The moon over Guantanamo Bay was full and the immense darkness was ornamented with stars everywhere I looked. My fellow midshipmen and I relished the night sky as we relaxed on the deck of our guided missile cruiser anchored in the stillness of the harbor. We were watching Greta Garbo perform on the large movie screen in front of us as we took in the soft Caribbean air.
Earlier that day we had toured parts of the naval base, which kept being referred to as "Gitmo." I suppose someone threw in the "i" to make the shortening of "Guantanamo" sound more phonetic. The base was enormously impressive with its sleek airfield, its array of antiaircraft weaponry, its regimented and impeccably dressed U.S. marines and its abundance of inexpensive and delicious Cuban cigars.
It was 1954 and I was on my midshipmen cruise during the summer between my junior and senior years. Papa Hemingway was living in the Havana area and Castro was somewhere in the jungle avoiding detection by the Cuban dictatorship. President Eisenhower had brought an end to the Korean War the year before. He knew the horrors of war and, unlike various of his successors, he knew whether and how to make war. The world seemed very peaceful to a 20-year-old.
We had arrived in the harbor in Havana the day before after being at sea for nearly a week. We were told that we could spend the day sightseeing there if we wished, but had to be back aboard ship by 9:00 that night.
About a hundred of us decided to tour Havana. There was nothing prearranged. We just had to stay out of trouble. We descended from the deck of the cruiser into small boats that took us ashore. As we arrived dockside, there must have been 30 taxis waiting for us. When three of my friends and I were ushered into one of the taxis, we instructed the driver to take us to where Hemingway lived. The driver looked puzzled as we kept saying "Hemingway, Hemingway," assuming he would finally figure out what we meant. We were wrong. Along with all the other taxis, he drove straight to the whore house section.
As long as we were there, we decided to inspect.

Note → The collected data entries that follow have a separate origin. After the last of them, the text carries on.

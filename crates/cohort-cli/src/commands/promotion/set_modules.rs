use crate::cli::GlobalFlags;
use crate::commands::shared::parse::load_modules;
use crate::context::AppContext;
use crate::output::output;

pub async fn run(
    id: &str,
    modules: &[String],
    modules_file: Option<&str>,
    ctx: &AppContext,
    flags: &GlobalFlags,
) -> anyhow::Result<()> {
    let modules = load_modules(modules, modules_file)?;
    let promotion = ctx.service.update_promotion_modules(id, modules).await?;
    output(&promotion, flags.format)
}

We went from house to house, not to do business but just to gaze at what for many was a first exposure to another world. We had been given a lecture and shown a film aboard ship on gonorrhea and syphilis, and we very much had that in mind during our promenade. When our house tour ended, we got back in our waiting taxi and repeated Hemingway's name. We were immediately whisked to a cock fight where two assertive males ripped at each other until, I was told, one destroyed the other. It was more than I could take. I walked away before it was over.
While we were at the cock fight, the driver must have asked a buddy who spoke English what "Hemingway" meant. On our return to the taxi, he thrust his thumb upward and shouted the writer's name enough times so we knew that's where we were finally headed. Aside from having read Hemingway's work in class, my home was not far from Oak Park, Illinois where he grew up. Unfortunately, I never saw him because, by the time we got there, a number of other midshipmen had beaten us to his house. Hemingway locked his door and wouldn't answer our knocks.
To brighten our spirits, the driver immediately took us to the Tropicana night club. That, too, was a sight I had never seen before. The crystal chandeliers that hung from the gigantic, domed ceiling were adorned with near-naked women suspended trapeze-like from each chandelier. We stood there transfixed by what we were seeing, overcome by its garish splendor.
That was our prelude to Gitmo. We got back to the Havana dock in time and boarded one of the boats that sped us to our cruiser. We were completely exhausted. We crawled into our bunks and I immediately fell asleep as the ship pulled out of the harbor and sailed toward the blissful seclusion of Guantanamo Bay. The next day we took our tour of Gitmo. There were no prison cells or wired enclosures there, save for the few that housed a small number of enlisted men who had been court-martialed for overstaying their welcome in Havana. There were no foreigners, imprisoned or not, except the friendly Cubans who made their living working on the base. It looked just as Pearl Harbor must have looked momentarily after the sun rose the morning of Dec. 7, 1941 or moments before rush hour in New York and Washington on Sept.11, 2001.
Perhaps some day Gitmo will return to the peaceful stillness of my youth.